Solastalgia – a quiet mourning

Solastalgia describes, according to philosopher Glenn Albrecht, the man who coined the term, “the feeling of distress associated with environmental change close to your home“. It seems to be a perfect word to describe a sadness that I’m sure many can feel creeping up on us as we come out of lockdown. Things are starting to change back. I can hear distant roads beginning to fill. The sky is starting to thrub and rumble with aircraft again. Birdsong is fading into the background once more. People everywhere are spilling out across acres of grass that just days ago belonged to thrushes and deer. The air will start to cloud, the fearless become wary and hesitant again, and the clocks speed up as we get back to where we left off and hurtle into a ‘new normal’ that I don’t think will look much different to the ‘old normal’.

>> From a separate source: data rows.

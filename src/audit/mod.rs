//! Structured audit logging for supervision events.
//!
//! Provides the [`AuditLogger`] trait and associated types. The primary
//! implementation, [`JsonlAuditWriter`], appends JSONL records to
//! daily-rotating files. Audit is strictly best-effort: operations never
//! fail because a log line could not be written.

pub mod writer;

use chrono::{DateTime, Utc};
use serde::{Deserialize, Serialize};
use tracing::warn;

/// Event type classification for audit log entries.
#[derive(Debug, Clone, Copy, Serialize, Deserialize, PartialEq, Eq)]
#[serde(rename_all = "snake_case")]
pub enum AuditEventType {
    /// Agent recorded a check-in.
    CheckIn,
    /// Session opened without a check-in.
    SessionOpened,
    /// Agent requested completion; `outcome` carries the decision.
    CompletionRequested,
    /// Supervisor granted completion manually.
    OverrideGranted,
    /// Supervisor denied completion manually.
    OverrideDenied,
}

/// A structured record of a supervision event.
#[derive(Debug, Clone, Serialize, Deserialize)]
pub struct AuditEntry {
    /// ISO 8601 timestamp with timezone.
    pub timestamp: DateTime<Utc>,
    /// Event classification.
    pub event_type: AuditEventType,
    /// Associated session identifier, when one is involved.
    pub session_id: Option<String>,
    /// Task identifier for completion events.
    pub task_id: Option<String>,
    /// Agent identifier.
    pub agent_id: Option<String>,
    /// Decision outcome for completion events.
    pub outcome: Option<String>,
    /// Supervisor identity for override events.
    pub operator_id: Option<String>,
    /// Rationale attached to the event.
    pub reason: Option<String>,
}

impl AuditEntry {
    /// Construct a minimal audit entry for the given event type.
    #[must_use]
    pub fn new(event_type: AuditEventType) -> Self {
        Self {
            timestamp: Utc::now(),
            event_type,
            session_id: None,
            task_id: None,
            agent_id: None,
            outcome: None,
            operator_id: None,
            reason: None,
        }
    }

    /// Set the session identifier for this entry.
    #[must_use]
    pub fn with_session(mut self, session_id: String) -> Self {
        self.session_id = Some(session_id);
        self
    }

    /// Set the task identifier for this entry.
    #[must_use]
    pub fn with_task(mut self, task_id: String) -> Self {
        self.task_id = Some(task_id);
        self
    }

    /// Set the agent identifier for this entry.
    #[must_use]
    pub fn with_agent(mut self, agent_id: String) -> Self {
        self.agent_id = Some(agent_id);
        self
    }

    /// Set the decision outcome for this entry.
    #[must_use]
    pub fn with_outcome(mut self, outcome: String) -> Self {
        self.outcome = Some(outcome);
        self
    }

    /// Set the supervisor identity for this entry.
    #[must_use]
    pub fn with_operator(mut self, operator_id: String) -> Self {
        self.operator_id = Some(operator_id);
        self
    }

    /// Set the rationale for this entry.
    #[must_use]
    pub fn with_reason(mut self, reason: String) -> Self {
        self.reason = Some(reason);
        self
    }
}

/// Writes structured audit entries to a persistent store.
///
/// Implementations must be [`Send`] and [`Sync`] to allow sharing across
/// async task boundaries via [`std::sync::Arc`].
pub trait AuditLogger: Send + Sync {
    /// Record a single audit entry.
    ///
    /// # Errors
    ///
    /// Returns an error if the underlying write operation fails.
    fn log_entry(&self, entry: AuditEntry) -> crate::Result<()>;
}

/// Emit an entry to an optional logger, swallowing write failures.
pub(crate) fn emit(logger: Option<&dyn AuditLogger>, entry: AuditEntry) {
    if let Some(logger) = logger {
        if let Err(err) = logger.log_entry(entry) {
            warn!(?err, "audit write failed");
        }
    }
}

pub use writer::JsonlAuditWriter;
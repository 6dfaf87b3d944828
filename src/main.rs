#![forbid(unsafe_code)]

//! `agent-keepintouch` — liveness supervisor daemon.
//!
//! Bootstraps configuration, opens the shared `SQLite` store, and runs
//! the periodic liveness sweep until SIGINT/SIGTERM. Request paths live
//! in the library and in `agent-keepintouch-ctl`; this binary only keeps
//! the store bootstrapped and the stored counters fresh.

use std::path::PathBuf;
use std::sync::Arc;
use std::time::Duration;

use clap::{Parser, ValueEnum};
use tokio_util::sync::CancellationToken;
use tracing::{info, warn};
use tracing_subscriber::{fmt, EnvFilter};

use agent_keepintouch::clock::SystemClock;
use agent_keepintouch::config::SupervisorConfig;
use agent_keepintouch::persistence::db;
use agent_keepintouch::persistence::session_repo::SessionRepo;
use agent_keepintouch::supervisor::locks::KeyedLocks;
use agent_keepintouch::supervisor::session_tracker::SessionTracker;
use agent_keepintouch::supervisor::sweeper;
use agent_keepintouch::{AppError, Result};

#[derive(Debug, Copy, Clone, Eq, PartialEq, ValueEnum)]
enum LogFormat {
    Text,
    Json,
}

#[derive(Debug, Parser)]
#[command(name = "agent-keepintouch", about = "Agent keep-in-touch supervisor", version, long_about = None)]
struct Cli {
    /// Path to the TOML configuration file.
    #[arg(long)]
    config: PathBuf,

    /// Log output format (text or json).
    #[arg(long, value_enum, default_value_t = LogFormat::Text)]
    log_format: LogFormat,

    /// Override the database path from the config file.
    #[arg(long)]
    db_path: Option<PathBuf>,
}

fn main() -> Result<()> {
    let args = Cli::parse();
    init_tracing(args.log_format)?;
    info!("agent-keepintouch supervisor bootstrap");

    tokio::runtime::Builder::new_multi_thread()
        .enable_all()
        .build()
        .map_err(|err| AppError::Config(format!("failed to build tokio runtime: {err}")))?
        .block_on(run(args))
}

async fn run(args: Cli) -> Result<()> {
    // ── Load configuration ──────────────────────────────
    let mut config = SupervisorConfig::load_from_path(&args.config)?;
    if let Some(db_path) = args.db_path {
        config.db_path = db_path;
    }
    info!("configuration loaded");

    // ── Initialize database ─────────────────────────────
    let db = Arc::new(db::connect(&config.db_path).await?);
    info!(db_path = %config.db_path.display(), "database ready");

    // ── Start liveness sweep ────────────────────────────
    let ct = CancellationToken::new();
    let sweep_handle = if config.sweep.enabled {
        let tracker = SessionTracker::new(
            SessionRepo::new(Arc::clone(&db)),
            Arc::new(SystemClock),
            &config,
            Arc::new(KeyedLocks::new()),
        );
        let interval = Duration::from_secs(u64::from(config.sweep.interval_seconds));
        info!(
            interval_seconds = config.sweep.interval_seconds,
            "liveness sweep started"
        );
        Some(sweeper::spawn_sweeper_task(tracker, interval, ct.clone()))
    } else {
        warn!("liveness sweep disabled; daemon will only hold the store open");
        None
    };

    // ── Wait for shutdown signal ────────────────────────
    shutdown_signal().await;
    info!("shutdown signal received");
    ct.cancel();

    if let Some(handle) = sweep_handle {
        let _ = handle.await;
    }
    info!("agent-keepintouch shut down");

    Ok(())
}

async fn shutdown_signal() {
    let ctrl_c = tokio::signal::ctrl_c();

    #[cfg(unix)]
    {
        match tokio::signal::unix::signal(tokio::signal::unix::SignalKind::terminate()) {
            Ok(mut sigterm) => {
                tokio::select! {
                    _ = ctrl_c => {}
                    _ = sigterm.recv() => {}
                }
            }
            Err(err) => {
                tracing::warn!(%err, "failed to register SIGTERM handler, using ctrl-c only");
                let _ = ctrl_c.await;
            }
        }
    }

    #[cfg(not(unix))]
    {
        if let Err(err) = ctrl_c.await {
            tracing::error!(%err, "ctrl-c signal handler failed");
        }
    }
}

fn init_tracing(log_format: LogFormat) -> Result<()> {
    let env_filter = EnvFilter::try_from_default_env().unwrap_or_else(|_| EnvFilter::new("info"));
    let subscriber = fmt().with_env_filter(env_filter);

    match log_format {
        LogFormat::Text => subscriber
            .try_init()
            .map_err(|err| AppError::Config(format!("failed to init tracing: {err}")))?,
        LogFormat::Json => subscriber
            .json()
            .try_init()
            .map_err(|err| AppError::Config(format!("failed to init tracing: {err}")))?,
    }

    Ok(())
}
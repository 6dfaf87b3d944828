//! Periodic liveness sweep background task.
//!
//! Refreshes the stored `missed_check_ins` counters so raw-table readers
//! see degradation without computing it themselves. Decision paths never
//! consult the stored counters, so a disabled or lagging sweep changes
//! nothing about gating.

use std::time::Duration;

use tokio::task::JoinHandle;
use tokio_util::sync::CancellationToken;
use tracing::{error, info};

use super::session_tracker::SessionTracker;

/// Spawn the liveness sweep background task.
///
/// Each tick recomputes the stored counters for all sessions; failures
/// are logged and the loop continues. The task exits when `cancel`
/// fires.
#[must_use]
pub fn spawn_sweeper_task(
    tracker: SessionTracker,
    interval: Duration,
    cancel: CancellationToken,
) -> JoinHandle<()> {
    tokio::spawn(async move {
        let mut ticker = tokio::time::interval(interval);
        loop {
            tokio::select! {
                () = cancel.cancelled() => {
                    info!("liveness sweep shutting down");
                    break;
                }
                _ = ticker.tick() => {
                    match tracker.refresh_missed_check_ins().await {
                        Ok(0) => {}
                        Ok(updated) => info!(updated, "missed check-in counters refreshed"),
                        Err(err) => error!(?err, "liveness sweep failed"),
                    }
                }
            }
        }
    })
}
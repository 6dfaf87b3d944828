//! Liveness sweep integration tests.
//!
//! The sweep refreshes the stored advisory counters; it never changes
//! what the read path derives from timestamps.

use std::time::Duration;

use tokio_util::sync::CancellationToken;

use agent_keepintouch::models::session::LivenessState;
use agent_keepintouch::supervisor::sweeper::spawn_sweeper_task;

use super::test_helpers::{check_in_request, test_supervisor, INTERVAL};

#[tokio::test]
async fn refresh_persists_missed_counters_for_idle_sessions() {
    let (supervisor, clock) = test_supervisor().await;

    supervisor
        .check_in(&check_in_request("sess-1", "agent-a"))
        .await
        .expect("check in");
    supervisor
        .check_in(&check_in_request("sess-2", "agent-b"))
        .await
        .expect("check in");

    clock.advance_secs(2 * INTERVAL + 100);
    supervisor
        .check_in(&check_in_request("sess-2", "agent-b"))
        .await
        .expect("sess-2 stays live");

    let updated = supervisor
        .refresh_missed_check_ins()
        .await
        .expect("refresh counters");
    assert_eq!(updated, 1, "only the idle session changes");

    let idle = supervisor
        .tracker()
        .session("sess-1")
        .await
        .expect("fetch session")
        .expect("session exists");
    assert_eq!(idle.missed_check_ins, 2);

    let live = supervisor
        .tracker()
        .session("sess-2")
        .await
        .expect("fetch session")
        .expect("session exists");
    assert_eq!(live.missed_check_ins, 0);

    // Nothing left to do until more time passes.
    let updated = supervisor
        .refresh_missed_check_ins()
        .await
        .expect("refresh again");
    assert_eq!(updated, 0);
}

#[tokio::test]
async fn refresh_does_not_change_derived_liveness() {
    let (supervisor, clock) = test_supervisor().await;

    supervisor
        .check_in(&check_in_request("sess-1", "agent-a"))
        .await
        .expect("check in");
    clock.advance_secs(2 * INTERVAL + 100);

    let before = supervisor.liveness("sess-1").await.expect("liveness");
    supervisor
        .refresh_missed_check_ins()
        .await
        .expect("refresh counters");
    let after = supervisor.liveness("sess-1").await.expect("liveness");

    assert_eq!(before, after);
    assert_eq!(after.state, LivenessState::Stale);
}

#[tokio::test]
async fn a_check_in_resets_a_previously_swept_counter() {
    let (supervisor, clock) = test_supervisor().await;

    supervisor
        .check_in(&check_in_request("sess-1", "agent-a"))
        .await
        .expect("check in");
    clock.advance_secs(3 * INTERVAL);
    supervisor
        .refresh_missed_check_ins()
        .await
        .expect("refresh counters");

    supervisor
        .check_in(&check_in_request("sess-1", "agent-a"))
        .await
        .expect("check in after sweep");

    let stored = supervisor
        .tracker()
        .session("sess-1")
        .await
        .expect("fetch session")
        .expect("session exists");
    assert_eq!(stored.missed_check_ins, 0);
}

#[tokio::test]
async fn sweep_task_refreshes_until_cancelled() {
    let (supervisor, clock) = test_supervisor().await;

    supervisor
        .check_in(&check_in_request("sess-1", "agent-a"))
        .await
        .expect("check in");
    clock.advance_secs(2 * INTERVAL + 100);

    let cancel = CancellationToken::new();
    let handle = spawn_sweeper_task(
        supervisor.tracker().clone(),
        Duration::from_millis(10),
        cancel.clone(),
    );

    // Give the ticker a few rounds, then stop it.
    tokio::time::sleep(Duration::from_millis(100)).await;
    cancel.cancel();
    handle.await.expect("sweep task joins");

    let stored = supervisor
        .tracker()
        .session("sess-1")
        .await
        .expect("fetch session")
        .expect("session exists");
    assert_eq!(stored.missed_check_ins, 2);
}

I should say at this point (before someone else does) that, yes, I’m a glass-half-empty type by nature. And, yes, more importantly, I know that I’m writing this from a point of relative privilege. I’ve not lost anyone to Covid-19 (I don’t even know anyone who’s been in hospital). I’m healthy and I have a job that doesn’t mean putting my life on the line (for which I’m extremely grateful). I live in what is recognisably ‘the countryside‘ and have been able to just step out of the door to see butterflies and bees, feel the spring unwind, hear Blackcaps and see newly-arrived Barn Swallows get their bearings as they scout out old haunts that generations of swallows have used before them. I have had time to absorb the lockdowned world without worrying about never seeing relatives again, whether my partner would survive another shift, or what the hell I’m going to do now that my salary has gone.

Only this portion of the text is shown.